Task to carry out:
Show every line of the data below that includes the word "grocery".

Input data:
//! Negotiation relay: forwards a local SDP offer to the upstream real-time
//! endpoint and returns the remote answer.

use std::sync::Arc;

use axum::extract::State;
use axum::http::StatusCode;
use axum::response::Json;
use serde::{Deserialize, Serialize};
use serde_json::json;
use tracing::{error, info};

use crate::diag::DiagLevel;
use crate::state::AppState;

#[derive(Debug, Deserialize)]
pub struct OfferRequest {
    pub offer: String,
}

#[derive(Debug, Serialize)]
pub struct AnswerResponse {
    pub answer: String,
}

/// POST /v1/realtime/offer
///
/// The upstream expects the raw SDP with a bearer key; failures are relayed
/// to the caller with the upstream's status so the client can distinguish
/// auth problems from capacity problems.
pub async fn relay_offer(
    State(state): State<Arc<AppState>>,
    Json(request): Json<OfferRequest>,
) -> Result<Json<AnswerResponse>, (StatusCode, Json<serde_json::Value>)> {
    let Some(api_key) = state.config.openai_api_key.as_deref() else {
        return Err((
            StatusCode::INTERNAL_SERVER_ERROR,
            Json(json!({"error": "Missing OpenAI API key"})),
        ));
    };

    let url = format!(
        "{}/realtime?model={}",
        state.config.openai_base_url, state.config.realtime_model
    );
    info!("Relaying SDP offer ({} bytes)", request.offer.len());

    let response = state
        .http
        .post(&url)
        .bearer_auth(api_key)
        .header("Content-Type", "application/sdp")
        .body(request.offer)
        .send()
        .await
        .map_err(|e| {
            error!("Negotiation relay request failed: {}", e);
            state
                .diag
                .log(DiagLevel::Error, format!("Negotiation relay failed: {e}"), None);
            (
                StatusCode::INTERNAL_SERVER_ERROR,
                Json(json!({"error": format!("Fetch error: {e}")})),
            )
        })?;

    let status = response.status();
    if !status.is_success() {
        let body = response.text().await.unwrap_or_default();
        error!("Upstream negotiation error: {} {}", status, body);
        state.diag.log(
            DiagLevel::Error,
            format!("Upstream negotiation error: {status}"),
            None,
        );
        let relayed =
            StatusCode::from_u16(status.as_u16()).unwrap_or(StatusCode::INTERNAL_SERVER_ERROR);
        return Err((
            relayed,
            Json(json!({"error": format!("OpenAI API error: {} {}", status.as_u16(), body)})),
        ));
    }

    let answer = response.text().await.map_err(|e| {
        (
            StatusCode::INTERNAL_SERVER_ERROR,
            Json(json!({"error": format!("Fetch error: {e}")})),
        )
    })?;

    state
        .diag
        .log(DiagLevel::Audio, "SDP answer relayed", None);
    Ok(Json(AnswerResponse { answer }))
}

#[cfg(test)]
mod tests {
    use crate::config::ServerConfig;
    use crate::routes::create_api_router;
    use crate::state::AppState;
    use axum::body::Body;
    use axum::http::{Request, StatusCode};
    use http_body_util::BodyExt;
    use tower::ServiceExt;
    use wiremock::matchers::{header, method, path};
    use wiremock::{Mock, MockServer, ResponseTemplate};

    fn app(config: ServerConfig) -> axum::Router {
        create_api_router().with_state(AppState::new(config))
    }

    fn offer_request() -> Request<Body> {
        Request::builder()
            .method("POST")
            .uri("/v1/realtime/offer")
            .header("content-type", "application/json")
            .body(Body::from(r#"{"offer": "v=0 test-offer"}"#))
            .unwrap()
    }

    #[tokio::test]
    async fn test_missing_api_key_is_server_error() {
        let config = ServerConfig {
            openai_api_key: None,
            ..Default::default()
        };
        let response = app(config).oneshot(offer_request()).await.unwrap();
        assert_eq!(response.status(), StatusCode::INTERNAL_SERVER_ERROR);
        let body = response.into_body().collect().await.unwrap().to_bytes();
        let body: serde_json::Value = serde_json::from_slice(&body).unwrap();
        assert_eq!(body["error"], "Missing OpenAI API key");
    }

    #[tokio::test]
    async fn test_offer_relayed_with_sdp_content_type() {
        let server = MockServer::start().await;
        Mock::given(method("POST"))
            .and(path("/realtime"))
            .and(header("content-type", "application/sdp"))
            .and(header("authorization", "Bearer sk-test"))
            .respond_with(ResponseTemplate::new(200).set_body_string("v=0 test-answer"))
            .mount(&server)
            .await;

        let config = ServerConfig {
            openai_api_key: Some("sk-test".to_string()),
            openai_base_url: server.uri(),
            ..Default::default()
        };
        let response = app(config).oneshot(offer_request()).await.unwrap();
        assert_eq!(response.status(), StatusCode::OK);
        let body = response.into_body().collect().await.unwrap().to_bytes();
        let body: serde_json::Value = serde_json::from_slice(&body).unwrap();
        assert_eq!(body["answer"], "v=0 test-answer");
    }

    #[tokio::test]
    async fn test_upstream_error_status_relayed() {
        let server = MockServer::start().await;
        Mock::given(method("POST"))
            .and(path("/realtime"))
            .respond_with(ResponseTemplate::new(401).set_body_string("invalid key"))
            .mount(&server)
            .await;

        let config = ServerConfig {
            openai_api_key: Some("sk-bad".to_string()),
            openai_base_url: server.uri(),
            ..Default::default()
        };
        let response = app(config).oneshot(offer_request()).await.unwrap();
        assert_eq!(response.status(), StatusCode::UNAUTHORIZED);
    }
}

---

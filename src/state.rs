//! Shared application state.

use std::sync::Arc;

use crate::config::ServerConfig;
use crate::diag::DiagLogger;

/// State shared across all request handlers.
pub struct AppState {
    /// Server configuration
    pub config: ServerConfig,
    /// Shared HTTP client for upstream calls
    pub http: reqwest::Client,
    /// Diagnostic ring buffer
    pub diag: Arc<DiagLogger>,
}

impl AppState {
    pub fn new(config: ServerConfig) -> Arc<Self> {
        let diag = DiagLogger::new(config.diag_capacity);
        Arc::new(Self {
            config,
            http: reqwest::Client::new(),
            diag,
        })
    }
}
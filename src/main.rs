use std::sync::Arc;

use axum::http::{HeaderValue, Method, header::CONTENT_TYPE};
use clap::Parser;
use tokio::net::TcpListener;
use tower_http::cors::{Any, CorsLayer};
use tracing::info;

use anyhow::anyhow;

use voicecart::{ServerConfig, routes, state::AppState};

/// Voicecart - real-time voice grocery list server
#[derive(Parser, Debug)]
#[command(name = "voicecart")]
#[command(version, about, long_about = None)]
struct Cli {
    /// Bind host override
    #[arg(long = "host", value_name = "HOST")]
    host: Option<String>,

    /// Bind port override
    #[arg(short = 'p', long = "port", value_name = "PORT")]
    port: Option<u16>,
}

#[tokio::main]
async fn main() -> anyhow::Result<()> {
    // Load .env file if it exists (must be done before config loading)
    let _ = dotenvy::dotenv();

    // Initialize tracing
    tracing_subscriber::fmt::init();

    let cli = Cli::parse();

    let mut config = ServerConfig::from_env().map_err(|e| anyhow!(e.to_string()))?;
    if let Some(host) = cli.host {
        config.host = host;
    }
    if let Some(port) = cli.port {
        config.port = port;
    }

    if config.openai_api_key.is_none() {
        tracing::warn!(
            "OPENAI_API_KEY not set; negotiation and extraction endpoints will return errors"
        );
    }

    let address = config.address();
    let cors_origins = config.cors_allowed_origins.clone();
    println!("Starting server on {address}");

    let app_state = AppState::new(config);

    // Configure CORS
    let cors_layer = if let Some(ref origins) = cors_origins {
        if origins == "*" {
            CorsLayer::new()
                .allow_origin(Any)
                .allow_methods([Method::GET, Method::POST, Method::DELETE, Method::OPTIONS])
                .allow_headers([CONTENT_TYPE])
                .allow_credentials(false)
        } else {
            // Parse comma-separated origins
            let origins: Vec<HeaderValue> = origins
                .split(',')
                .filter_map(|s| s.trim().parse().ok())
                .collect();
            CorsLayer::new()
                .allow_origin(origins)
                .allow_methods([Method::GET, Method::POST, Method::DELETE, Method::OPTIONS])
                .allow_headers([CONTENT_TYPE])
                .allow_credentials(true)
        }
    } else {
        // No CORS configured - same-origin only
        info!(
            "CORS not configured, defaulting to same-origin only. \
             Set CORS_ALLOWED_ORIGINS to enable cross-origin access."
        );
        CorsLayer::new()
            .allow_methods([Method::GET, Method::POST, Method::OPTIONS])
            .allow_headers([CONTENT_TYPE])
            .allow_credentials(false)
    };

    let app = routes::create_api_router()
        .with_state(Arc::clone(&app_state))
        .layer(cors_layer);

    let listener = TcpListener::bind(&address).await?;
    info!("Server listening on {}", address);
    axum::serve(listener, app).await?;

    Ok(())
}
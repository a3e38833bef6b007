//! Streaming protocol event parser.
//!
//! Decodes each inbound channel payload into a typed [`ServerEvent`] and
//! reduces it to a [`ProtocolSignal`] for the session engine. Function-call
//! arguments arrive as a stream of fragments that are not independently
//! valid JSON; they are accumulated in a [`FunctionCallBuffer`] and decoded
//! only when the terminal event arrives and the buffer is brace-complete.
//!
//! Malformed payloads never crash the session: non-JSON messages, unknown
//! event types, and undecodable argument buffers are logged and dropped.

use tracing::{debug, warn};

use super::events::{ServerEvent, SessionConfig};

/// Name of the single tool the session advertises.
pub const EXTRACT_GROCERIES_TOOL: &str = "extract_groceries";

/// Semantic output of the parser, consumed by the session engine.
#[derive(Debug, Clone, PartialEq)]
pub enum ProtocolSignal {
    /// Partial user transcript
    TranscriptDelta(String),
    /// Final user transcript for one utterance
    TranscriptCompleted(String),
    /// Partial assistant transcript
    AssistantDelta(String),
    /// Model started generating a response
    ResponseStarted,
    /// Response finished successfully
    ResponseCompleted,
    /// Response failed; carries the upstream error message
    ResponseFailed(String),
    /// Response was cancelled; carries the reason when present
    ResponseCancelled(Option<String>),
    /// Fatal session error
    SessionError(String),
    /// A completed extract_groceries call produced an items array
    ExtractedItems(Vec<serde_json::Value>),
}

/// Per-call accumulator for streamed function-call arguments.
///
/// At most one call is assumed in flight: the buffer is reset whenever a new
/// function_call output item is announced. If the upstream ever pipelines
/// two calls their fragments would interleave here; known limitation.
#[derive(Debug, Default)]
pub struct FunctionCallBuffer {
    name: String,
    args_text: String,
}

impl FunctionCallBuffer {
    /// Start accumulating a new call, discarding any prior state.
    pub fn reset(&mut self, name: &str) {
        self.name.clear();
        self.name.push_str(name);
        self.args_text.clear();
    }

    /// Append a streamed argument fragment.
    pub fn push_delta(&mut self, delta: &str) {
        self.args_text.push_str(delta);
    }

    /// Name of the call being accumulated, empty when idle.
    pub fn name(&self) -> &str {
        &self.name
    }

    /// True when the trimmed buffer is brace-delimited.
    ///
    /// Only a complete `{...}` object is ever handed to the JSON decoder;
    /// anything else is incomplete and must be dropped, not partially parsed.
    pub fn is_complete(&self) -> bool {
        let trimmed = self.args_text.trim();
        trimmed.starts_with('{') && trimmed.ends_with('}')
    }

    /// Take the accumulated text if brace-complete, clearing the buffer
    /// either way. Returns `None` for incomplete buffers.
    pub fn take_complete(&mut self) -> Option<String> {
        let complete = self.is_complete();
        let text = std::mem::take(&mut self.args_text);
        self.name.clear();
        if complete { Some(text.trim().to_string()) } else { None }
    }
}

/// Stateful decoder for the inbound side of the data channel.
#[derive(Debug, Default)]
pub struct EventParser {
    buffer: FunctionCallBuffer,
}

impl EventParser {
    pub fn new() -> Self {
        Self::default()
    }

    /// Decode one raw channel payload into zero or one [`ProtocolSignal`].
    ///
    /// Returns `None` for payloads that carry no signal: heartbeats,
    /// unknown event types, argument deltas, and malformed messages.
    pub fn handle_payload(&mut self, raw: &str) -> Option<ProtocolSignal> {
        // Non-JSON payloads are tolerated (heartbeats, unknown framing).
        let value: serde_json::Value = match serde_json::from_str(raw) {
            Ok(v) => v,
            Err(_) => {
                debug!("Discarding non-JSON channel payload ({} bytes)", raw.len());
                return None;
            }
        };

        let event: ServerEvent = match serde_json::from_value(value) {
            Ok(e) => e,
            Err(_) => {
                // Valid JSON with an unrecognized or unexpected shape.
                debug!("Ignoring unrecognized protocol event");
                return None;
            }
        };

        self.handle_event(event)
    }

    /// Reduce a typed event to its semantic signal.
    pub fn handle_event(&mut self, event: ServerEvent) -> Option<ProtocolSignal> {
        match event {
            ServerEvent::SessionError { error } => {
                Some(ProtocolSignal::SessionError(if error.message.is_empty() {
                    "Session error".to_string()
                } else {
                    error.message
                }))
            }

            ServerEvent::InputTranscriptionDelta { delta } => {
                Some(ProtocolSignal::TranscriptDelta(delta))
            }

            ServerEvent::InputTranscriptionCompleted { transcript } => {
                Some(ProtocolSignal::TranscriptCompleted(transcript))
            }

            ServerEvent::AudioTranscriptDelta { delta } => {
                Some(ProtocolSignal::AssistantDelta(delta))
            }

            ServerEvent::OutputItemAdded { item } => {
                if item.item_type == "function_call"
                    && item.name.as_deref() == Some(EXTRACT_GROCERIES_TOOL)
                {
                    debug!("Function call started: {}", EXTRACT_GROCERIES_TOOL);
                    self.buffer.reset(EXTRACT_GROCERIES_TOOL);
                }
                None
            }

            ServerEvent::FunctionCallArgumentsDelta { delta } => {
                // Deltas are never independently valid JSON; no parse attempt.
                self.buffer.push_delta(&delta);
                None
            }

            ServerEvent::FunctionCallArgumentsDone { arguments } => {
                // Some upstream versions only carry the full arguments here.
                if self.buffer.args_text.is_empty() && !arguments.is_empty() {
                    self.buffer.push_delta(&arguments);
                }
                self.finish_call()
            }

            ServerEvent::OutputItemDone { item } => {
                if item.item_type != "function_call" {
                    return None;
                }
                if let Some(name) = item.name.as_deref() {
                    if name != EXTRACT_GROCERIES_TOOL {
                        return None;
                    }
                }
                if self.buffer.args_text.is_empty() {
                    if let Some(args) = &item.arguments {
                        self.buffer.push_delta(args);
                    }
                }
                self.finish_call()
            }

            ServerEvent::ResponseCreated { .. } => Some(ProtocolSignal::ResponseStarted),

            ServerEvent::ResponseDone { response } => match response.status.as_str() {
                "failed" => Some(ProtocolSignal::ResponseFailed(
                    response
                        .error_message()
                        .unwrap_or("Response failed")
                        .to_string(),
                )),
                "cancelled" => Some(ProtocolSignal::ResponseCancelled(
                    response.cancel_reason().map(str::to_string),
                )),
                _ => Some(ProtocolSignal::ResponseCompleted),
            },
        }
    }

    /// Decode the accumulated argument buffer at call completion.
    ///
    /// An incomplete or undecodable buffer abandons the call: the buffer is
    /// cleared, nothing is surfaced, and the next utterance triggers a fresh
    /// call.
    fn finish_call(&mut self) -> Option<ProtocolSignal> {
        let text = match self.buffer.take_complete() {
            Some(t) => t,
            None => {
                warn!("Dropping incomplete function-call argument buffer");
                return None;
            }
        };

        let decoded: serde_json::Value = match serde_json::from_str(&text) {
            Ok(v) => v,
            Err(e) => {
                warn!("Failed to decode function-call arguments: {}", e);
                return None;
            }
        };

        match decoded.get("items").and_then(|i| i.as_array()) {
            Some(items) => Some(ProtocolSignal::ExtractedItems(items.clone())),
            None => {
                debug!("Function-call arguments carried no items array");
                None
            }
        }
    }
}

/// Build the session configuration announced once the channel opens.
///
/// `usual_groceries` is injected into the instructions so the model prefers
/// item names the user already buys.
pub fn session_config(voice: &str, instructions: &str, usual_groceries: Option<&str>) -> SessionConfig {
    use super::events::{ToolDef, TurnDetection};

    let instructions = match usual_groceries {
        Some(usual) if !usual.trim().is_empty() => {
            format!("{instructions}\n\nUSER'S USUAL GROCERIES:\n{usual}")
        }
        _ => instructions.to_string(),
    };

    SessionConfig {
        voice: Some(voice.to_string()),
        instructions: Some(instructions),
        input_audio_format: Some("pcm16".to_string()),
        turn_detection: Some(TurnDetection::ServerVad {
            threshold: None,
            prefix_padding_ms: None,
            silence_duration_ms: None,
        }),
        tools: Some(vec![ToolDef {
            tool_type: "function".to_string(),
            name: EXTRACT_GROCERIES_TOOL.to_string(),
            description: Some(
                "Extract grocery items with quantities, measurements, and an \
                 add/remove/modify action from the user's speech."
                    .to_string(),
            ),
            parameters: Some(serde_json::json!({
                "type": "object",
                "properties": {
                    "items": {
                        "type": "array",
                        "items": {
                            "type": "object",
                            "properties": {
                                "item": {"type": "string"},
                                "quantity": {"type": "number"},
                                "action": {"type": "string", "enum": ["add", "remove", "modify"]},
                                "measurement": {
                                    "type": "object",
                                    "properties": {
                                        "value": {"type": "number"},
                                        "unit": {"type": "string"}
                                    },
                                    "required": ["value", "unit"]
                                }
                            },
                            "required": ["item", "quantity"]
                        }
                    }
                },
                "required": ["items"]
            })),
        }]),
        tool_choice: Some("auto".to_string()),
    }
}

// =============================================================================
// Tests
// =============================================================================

* * *

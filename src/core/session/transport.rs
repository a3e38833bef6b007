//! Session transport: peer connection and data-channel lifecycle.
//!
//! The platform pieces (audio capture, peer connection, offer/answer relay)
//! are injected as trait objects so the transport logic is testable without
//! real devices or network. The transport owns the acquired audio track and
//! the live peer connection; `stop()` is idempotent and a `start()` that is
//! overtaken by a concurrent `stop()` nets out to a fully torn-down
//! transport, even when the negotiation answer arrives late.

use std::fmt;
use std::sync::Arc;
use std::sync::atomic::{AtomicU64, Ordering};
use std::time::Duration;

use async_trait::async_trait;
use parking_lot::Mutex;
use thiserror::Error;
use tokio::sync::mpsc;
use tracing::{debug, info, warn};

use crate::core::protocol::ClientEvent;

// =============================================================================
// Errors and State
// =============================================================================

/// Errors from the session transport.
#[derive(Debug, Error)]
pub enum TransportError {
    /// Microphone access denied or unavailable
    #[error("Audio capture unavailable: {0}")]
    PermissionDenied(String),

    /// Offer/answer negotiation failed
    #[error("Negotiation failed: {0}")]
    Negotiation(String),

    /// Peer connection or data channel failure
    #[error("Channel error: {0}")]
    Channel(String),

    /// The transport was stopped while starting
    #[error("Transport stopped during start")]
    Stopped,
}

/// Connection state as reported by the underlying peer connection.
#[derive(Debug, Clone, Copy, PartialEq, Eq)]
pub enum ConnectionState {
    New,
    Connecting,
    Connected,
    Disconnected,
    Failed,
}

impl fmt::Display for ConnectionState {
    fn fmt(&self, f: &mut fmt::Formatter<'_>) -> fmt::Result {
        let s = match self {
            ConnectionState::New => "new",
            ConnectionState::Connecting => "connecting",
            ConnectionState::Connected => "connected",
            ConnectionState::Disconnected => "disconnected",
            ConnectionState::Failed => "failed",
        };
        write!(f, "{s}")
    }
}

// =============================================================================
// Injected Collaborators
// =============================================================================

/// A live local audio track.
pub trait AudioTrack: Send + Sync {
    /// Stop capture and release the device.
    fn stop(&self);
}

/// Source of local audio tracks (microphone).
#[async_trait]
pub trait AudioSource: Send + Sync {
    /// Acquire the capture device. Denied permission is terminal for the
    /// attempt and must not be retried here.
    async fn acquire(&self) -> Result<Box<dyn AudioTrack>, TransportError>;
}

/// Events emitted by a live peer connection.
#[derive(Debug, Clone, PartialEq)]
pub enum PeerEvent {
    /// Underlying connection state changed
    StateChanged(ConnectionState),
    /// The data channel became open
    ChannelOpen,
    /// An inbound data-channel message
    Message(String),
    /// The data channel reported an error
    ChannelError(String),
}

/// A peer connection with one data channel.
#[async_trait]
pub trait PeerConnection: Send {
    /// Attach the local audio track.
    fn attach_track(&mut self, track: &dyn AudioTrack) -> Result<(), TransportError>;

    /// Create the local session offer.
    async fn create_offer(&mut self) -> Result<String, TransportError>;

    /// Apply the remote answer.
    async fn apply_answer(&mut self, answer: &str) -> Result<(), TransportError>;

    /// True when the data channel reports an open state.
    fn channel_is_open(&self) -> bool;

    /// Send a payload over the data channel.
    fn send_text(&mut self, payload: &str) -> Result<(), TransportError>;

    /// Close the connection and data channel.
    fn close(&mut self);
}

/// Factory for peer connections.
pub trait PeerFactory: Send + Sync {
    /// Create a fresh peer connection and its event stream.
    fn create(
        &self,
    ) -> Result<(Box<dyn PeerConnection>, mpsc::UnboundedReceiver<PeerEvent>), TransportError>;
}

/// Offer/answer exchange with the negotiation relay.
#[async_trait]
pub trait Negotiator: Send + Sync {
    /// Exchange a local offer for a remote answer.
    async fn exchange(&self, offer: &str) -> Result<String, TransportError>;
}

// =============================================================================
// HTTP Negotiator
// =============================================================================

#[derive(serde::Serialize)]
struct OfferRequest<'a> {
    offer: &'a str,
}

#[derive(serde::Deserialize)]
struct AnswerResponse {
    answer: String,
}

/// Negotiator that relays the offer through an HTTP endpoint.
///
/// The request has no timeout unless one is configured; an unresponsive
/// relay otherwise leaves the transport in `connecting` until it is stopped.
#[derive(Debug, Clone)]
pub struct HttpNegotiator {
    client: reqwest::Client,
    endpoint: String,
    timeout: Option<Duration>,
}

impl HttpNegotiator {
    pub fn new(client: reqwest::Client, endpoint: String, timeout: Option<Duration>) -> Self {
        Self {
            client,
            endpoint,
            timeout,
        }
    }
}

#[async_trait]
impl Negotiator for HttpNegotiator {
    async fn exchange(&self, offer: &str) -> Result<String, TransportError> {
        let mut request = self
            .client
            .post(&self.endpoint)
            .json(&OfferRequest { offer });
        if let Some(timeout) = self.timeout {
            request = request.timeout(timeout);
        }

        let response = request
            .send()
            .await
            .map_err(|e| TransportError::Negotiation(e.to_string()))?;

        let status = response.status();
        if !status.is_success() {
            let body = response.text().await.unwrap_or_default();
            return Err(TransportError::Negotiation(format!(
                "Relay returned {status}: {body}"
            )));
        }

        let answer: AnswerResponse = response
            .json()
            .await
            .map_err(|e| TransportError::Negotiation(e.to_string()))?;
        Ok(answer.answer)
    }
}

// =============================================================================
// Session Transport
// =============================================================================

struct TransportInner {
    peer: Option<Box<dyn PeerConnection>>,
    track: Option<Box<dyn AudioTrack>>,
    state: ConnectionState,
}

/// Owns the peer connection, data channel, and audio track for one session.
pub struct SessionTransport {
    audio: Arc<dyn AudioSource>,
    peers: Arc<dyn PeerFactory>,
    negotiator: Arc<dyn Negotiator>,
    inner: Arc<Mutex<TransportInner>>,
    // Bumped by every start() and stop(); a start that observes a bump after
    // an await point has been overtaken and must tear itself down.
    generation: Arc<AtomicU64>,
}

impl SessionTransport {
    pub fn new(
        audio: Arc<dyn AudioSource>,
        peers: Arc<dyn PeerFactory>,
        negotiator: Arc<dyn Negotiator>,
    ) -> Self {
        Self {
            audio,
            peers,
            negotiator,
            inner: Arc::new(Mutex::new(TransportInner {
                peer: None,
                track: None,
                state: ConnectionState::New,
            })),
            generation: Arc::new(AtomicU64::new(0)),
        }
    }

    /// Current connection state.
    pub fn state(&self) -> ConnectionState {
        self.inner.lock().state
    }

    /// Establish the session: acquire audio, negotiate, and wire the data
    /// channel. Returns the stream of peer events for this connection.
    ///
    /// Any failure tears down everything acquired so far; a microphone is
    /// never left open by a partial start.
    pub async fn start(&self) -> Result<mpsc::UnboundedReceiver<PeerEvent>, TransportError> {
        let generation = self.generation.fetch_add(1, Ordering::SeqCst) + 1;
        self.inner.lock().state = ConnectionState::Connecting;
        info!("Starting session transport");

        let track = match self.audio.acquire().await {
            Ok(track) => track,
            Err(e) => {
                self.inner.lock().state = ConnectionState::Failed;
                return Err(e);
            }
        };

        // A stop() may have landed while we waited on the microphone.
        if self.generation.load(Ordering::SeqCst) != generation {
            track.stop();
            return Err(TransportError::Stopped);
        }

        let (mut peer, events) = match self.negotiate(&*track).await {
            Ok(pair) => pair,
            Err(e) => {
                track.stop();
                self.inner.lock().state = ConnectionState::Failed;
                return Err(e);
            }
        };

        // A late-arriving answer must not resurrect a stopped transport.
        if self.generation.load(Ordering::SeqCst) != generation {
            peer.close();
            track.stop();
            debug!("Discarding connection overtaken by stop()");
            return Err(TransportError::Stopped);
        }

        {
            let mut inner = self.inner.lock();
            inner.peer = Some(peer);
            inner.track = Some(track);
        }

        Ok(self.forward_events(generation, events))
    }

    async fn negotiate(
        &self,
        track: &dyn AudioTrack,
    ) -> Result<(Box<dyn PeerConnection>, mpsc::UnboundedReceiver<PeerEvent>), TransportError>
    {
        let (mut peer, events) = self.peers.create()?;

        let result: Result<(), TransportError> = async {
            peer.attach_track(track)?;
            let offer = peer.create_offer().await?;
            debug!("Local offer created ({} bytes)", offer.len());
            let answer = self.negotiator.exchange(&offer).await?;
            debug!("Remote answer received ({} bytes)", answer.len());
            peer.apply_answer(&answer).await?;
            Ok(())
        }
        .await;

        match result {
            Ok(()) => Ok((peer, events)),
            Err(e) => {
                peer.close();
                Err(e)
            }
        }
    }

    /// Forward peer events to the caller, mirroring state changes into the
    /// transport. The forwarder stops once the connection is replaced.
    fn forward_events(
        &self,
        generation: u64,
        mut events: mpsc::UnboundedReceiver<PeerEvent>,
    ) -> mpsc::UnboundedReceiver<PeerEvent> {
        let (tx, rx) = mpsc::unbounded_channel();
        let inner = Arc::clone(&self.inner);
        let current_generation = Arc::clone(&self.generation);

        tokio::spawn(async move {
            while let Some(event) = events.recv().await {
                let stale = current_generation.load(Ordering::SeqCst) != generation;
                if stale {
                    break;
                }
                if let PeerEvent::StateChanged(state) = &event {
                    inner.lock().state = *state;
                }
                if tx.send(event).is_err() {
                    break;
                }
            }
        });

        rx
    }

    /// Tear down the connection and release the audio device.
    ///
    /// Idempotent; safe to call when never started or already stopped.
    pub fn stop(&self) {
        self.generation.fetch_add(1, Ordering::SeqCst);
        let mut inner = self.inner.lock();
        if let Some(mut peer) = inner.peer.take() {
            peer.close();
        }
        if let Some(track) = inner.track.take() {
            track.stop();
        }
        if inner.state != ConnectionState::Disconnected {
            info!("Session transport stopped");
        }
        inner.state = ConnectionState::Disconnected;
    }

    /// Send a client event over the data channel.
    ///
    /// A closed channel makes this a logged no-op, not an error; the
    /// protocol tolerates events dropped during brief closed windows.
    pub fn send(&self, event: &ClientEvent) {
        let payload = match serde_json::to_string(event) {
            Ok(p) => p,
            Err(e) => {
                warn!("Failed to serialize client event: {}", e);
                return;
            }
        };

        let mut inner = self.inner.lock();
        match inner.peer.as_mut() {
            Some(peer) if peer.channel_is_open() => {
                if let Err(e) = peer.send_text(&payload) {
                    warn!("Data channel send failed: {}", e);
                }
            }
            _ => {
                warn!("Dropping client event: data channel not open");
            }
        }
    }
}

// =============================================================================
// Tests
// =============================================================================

Exercise result:
/// Voicecart - real-time voice grocery list server
                "Extract grocery items with quantities, measurements, and an \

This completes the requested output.